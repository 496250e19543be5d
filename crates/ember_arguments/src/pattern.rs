//! Positional and literal-interleaved multi-slot pattern matching.
//!
//! A command grammar is one to four typed value slots, optionally separated
//! by fixed keyword tokens ("literals"). The `try_parse_*` family matches
//! without touching the sequence and reports failure as `None`; the
//! `parse_*` family wraps the same matching and renders the full expected
//! grammar into a syntax error on failure.
//!
//! Matching is all-or-nothing: the remaining token count must equal the
//! slot count plus the number of present literals, every literal must match
//! exactly (case-sensitive), and every slot must coerce.

use ember_foundation::Error;

use crate::coerce::ArgumentType;
use crate::tokens::ArgumentList;

/// One element of an expected grammar, for usage rendering.
pub(crate) enum UsagePart<'a> {
    /// A fixed keyword token, rendered verbatim.
    Literal(&'a str),
    /// A typed value slot, rendered as `<description>`.
    Value(&'static str),
}

/// Renders an expected grammar as `literal <description> literal ...`.
///
/// Absent literal positions are passed as `None` and skipped, so callers
/// can hand over their literal arguments unchanged.
pub(crate) fn render_usage(parts: &[Option<UsagePart<'_>>]) -> String {
    let mut usage = String::new();
    for part in parts.iter().flatten() {
        if !usage.is_empty() {
            usage.push(' ');
        }
        match part {
            UsagePart::Literal(literal) => usage.push_str(literal),
            UsagePart::Value(description) => {
                usage.push('<');
                usage.push_str(description);
                usage.push('>');
            }
        }
    }
    usage
}

impl ArgumentList {
    /// Whether the remaining token at `at` equals the given literal exactly.
    fn literal_at(&self, at: usize, literal: &str) -> bool {
        self.get(at) == Some(literal)
    }

    /// Asserts that no arguments remain.
    ///
    /// # Errors
    ///
    /// [`ErrorKind::NoArgumentsExpected`](ember_foundation::ErrorKind::NoArgumentsExpected)
    /// if any unconsumed token remains.
    pub fn parse_none(&self) -> Result<(), Error> {
        if self.is_empty() {
            Ok(())
        } else {
            Err(Error::no_arguments_expected())
        }
    }

    /// Matches a single value slot against the whole remaining sequence.
    #[must_use]
    pub fn try_parse_one<T: ArgumentType>(&self) -> Option<T> {
        if self.len() != 1 {
            return None;
        }
        self.try_get_at(0)
    }

    /// Matches a single value slot with optional literals before and after.
    #[must_use]
    pub fn try_parse_one_with<T: ArgumentType>(
        &self,
        literal1: Option<&str>,
        literal2: Option<&str>,
    ) -> Option<T> {
        let slot = usize::from(literal1.is_some());
        let expected = 1 + slot + usize::from(literal2.is_some());

        if self.len() != expected {
            return None;
        }
        if let Some(literal) = literal1 {
            if !self.literal_at(0, literal) {
                return None;
            }
        }
        if let Some(literal) = literal2 {
            if !self.literal_at(slot + 1, literal) {
                return None;
            }
        }

        self.try_get_at(slot)
    }

    /// Matches two value slots against the whole remaining sequence.
    #[must_use]
    pub fn try_parse_two<T: ArgumentType, U: ArgumentType>(&self) -> Option<(T, U)> {
        if self.len() != 2 {
            return None;
        }
        Some((self.try_get_at(0)?, self.try_get_at(1)?))
    }

    /// Matches two value slots with up to three interleaved literals.
    #[must_use]
    pub fn try_parse_two_with<T: ArgumentType, U: ArgumentType>(
        &self,
        literal1: Option<&str>,
        literal2: Option<&str>,
        literal3: Option<&str>,
    ) -> Option<(T, U)> {
        let slot1 = usize::from(literal1.is_some());
        let slot2 = slot1 + usize::from(literal2.is_some()) + 1;
        let expected = slot2 + usize::from(literal3.is_some()) + 1;

        if self.len() != expected {
            return None;
        }
        if let Some(literal) = literal1 {
            if !self.literal_at(0, literal) {
                return None;
            }
        }
        if let Some(literal) = literal2 {
            if !self.literal_at(slot1 + 1, literal) {
                return None;
            }
        }
        if let Some(literal) = literal3 {
            if !self.literal_at(slot2 + 1, literal) {
                return None;
            }
        }

        Some((self.try_get_at(slot1)?, self.try_get_at(slot2)?))
    }

    /// Matches three value slots against the whole remaining sequence.
    #[must_use]
    pub fn try_parse_three<T: ArgumentType, U: ArgumentType, V: ArgumentType>(
        &self,
    ) -> Option<(T, U, V)> {
        if self.len() != 3 {
            return None;
        }
        Some((
            self.try_get_at(0)?,
            self.try_get_at(1)?,
            self.try_get_at(2)?,
        ))
    }

    /// Matches three value slots with up to four interleaved literals.
    #[must_use]
    pub fn try_parse_three_with<T: ArgumentType, U: ArgumentType, V: ArgumentType>(
        &self,
        literal1: Option<&str>,
        literal2: Option<&str>,
        literal3: Option<&str>,
        literal4: Option<&str>,
    ) -> Option<(T, U, V)> {
        let slot1 = usize::from(literal1.is_some());
        let slot2 = slot1 + usize::from(literal2.is_some()) + 1;
        let slot3 = slot2 + usize::from(literal3.is_some()) + 1;
        let expected = slot3 + usize::from(literal4.is_some()) + 1;

        if self.len() != expected {
            return None;
        }
        if let Some(literal) = literal1 {
            if !self.literal_at(0, literal) {
                return None;
            }
        }
        if let Some(literal) = literal2 {
            if !self.literal_at(slot1 + 1, literal) {
                return None;
            }
        }
        if let Some(literal) = literal3 {
            if !self.literal_at(slot2 + 1, literal) {
                return None;
            }
        }
        if let Some(literal) = literal4 {
            if !self.literal_at(slot3 + 1, literal) {
                return None;
            }
        }

        Some((
            self.try_get_at(slot1)?,
            self.try_get_at(slot2)?,
            self.try_get_at(slot3)?,
        ))
    }

    /// Matches four value slots against the whole remaining sequence.
    #[must_use]
    pub fn try_parse_four<T: ArgumentType, U: ArgumentType, V: ArgumentType, W: ArgumentType>(
        &self,
    ) -> Option<(T, U, V, W)> {
        if self.len() != 4 {
            return None;
        }
        Some((
            self.try_get_at(0)?,
            self.try_get_at(1)?,
            self.try_get_at(2)?,
            self.try_get_at(3)?,
        ))
    }

    /// Asserting form of [`try_parse_one`](ArgumentList::try_parse_one).
    ///
    /// # Errors
    ///
    /// A syntax error rendering the expected grammar.
    pub fn parse_one<T: ArgumentType>(&self) -> Result<T, Error> {
        self.try_parse_one().ok_or_else(|| {
            Error::syntax(render_usage(&[Some(UsagePart::Value(T::DESCRIPTION))]))
        })
    }

    /// Asserting form of [`try_parse_one_with`](ArgumentList::try_parse_one_with).
    ///
    /// # Errors
    ///
    /// A syntax error rendering the expected grammar, literals included.
    pub fn parse_one_with<T: ArgumentType>(
        &self,
        literal1: Option<&str>,
        literal2: Option<&str>,
    ) -> Result<T, Error> {
        self.try_parse_one_with(literal1, literal2).ok_or_else(|| {
            Error::syntax(render_usage(&[
                literal1.map(UsagePart::Literal),
                Some(UsagePart::Value(T::DESCRIPTION)),
                literal2.map(UsagePart::Literal),
            ]))
        })
    }

    /// Asserting form of [`try_parse_two`](ArgumentList::try_parse_two).
    ///
    /// # Errors
    ///
    /// A syntax error rendering the expected grammar.
    pub fn parse_two<T: ArgumentType, U: ArgumentType>(&self) -> Result<(T, U), Error> {
        self.try_parse_two().ok_or_else(|| {
            Error::syntax(render_usage(&[
                Some(UsagePart::Value(T::DESCRIPTION)),
                Some(UsagePart::Value(U::DESCRIPTION)),
            ]))
        })
    }

    /// Asserting form of [`try_parse_two_with`](ArgumentList::try_parse_two_with).
    ///
    /// # Errors
    ///
    /// A syntax error rendering the expected grammar, literals included.
    pub fn parse_two_with<T: ArgumentType, U: ArgumentType>(
        &self,
        literal1: Option<&str>,
        literal2: Option<&str>,
        literal3: Option<&str>,
    ) -> Result<(T, U), Error> {
        self.try_parse_two_with(literal1, literal2, literal3)
            .ok_or_else(|| {
                Error::syntax(render_usage(&[
                    literal1.map(UsagePart::Literal),
                    Some(UsagePart::Value(T::DESCRIPTION)),
                    literal2.map(UsagePart::Literal),
                    Some(UsagePart::Value(U::DESCRIPTION)),
                    literal3.map(UsagePart::Literal),
                ]))
            })
    }

    /// Asserting form of [`try_parse_three`](ArgumentList::try_parse_three).
    ///
    /// # Errors
    ///
    /// A syntax error rendering the expected grammar.
    pub fn parse_three<T: ArgumentType, U: ArgumentType, V: ArgumentType>(
        &self,
    ) -> Result<(T, U, V), Error> {
        self.try_parse_three().ok_or_else(|| {
            Error::syntax(render_usage(&[
                Some(UsagePart::Value(T::DESCRIPTION)),
                Some(UsagePart::Value(U::DESCRIPTION)),
                Some(UsagePart::Value(V::DESCRIPTION)),
            ]))
        })
    }

    /// Asserting form of [`try_parse_three_with`](ArgumentList::try_parse_three_with).
    ///
    /// # Errors
    ///
    /// A syntax error rendering the expected grammar, literals included.
    pub fn parse_three_with<T: ArgumentType, U: ArgumentType, V: ArgumentType>(
        &self,
        literal1: Option<&str>,
        literal2: Option<&str>,
        literal3: Option<&str>,
        literal4: Option<&str>,
    ) -> Result<(T, U, V), Error> {
        self.try_parse_three_with(literal1, literal2, literal3, literal4)
            .ok_or_else(|| {
                Error::syntax(render_usage(&[
                    literal1.map(UsagePart::Literal),
                    Some(UsagePart::Value(T::DESCRIPTION)),
                    literal2.map(UsagePart::Literal),
                    Some(UsagePart::Value(U::DESCRIPTION)),
                    literal3.map(UsagePart::Literal),
                    Some(UsagePart::Value(V::DESCRIPTION)),
                    literal4.map(UsagePart::Literal),
                ]))
            })
    }

    /// Asserting form of [`try_parse_four`](ArgumentList::try_parse_four).
    ///
    /// # Errors
    ///
    /// A syntax error rendering the expected grammar.
    pub fn parse_four<T: ArgumentType, U: ArgumentType, V: ArgumentType, W: ArgumentType>(
        &self,
    ) -> Result<(T, U, V, W), Error> {
        self.try_parse_four().ok_or_else(|| {
            Error::syntax(render_usage(&[
                Some(UsagePart::Value(T::DESCRIPTION)),
                Some(UsagePart::Value(U::DESCRIPTION)),
                Some(UsagePart::Value(V::DESCRIPTION)),
                Some(UsagePart::Value(W::DESCRIPTION)),
            ]))
        })
    }
}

=======

◆ **What is being asked**:
Word for word, output the lines of the data from its first line through the line where "slots, optionally separated" appears, and stop there.

◆ **Result for this exercise**:
repository 496250e19543be5d
filename crates/ember_arguments/src/pattern.rs
//! Positional and literal-interleaved multi-slot pattern matching.
//!
//! A command grammar is one to four typed value slots, optionally separated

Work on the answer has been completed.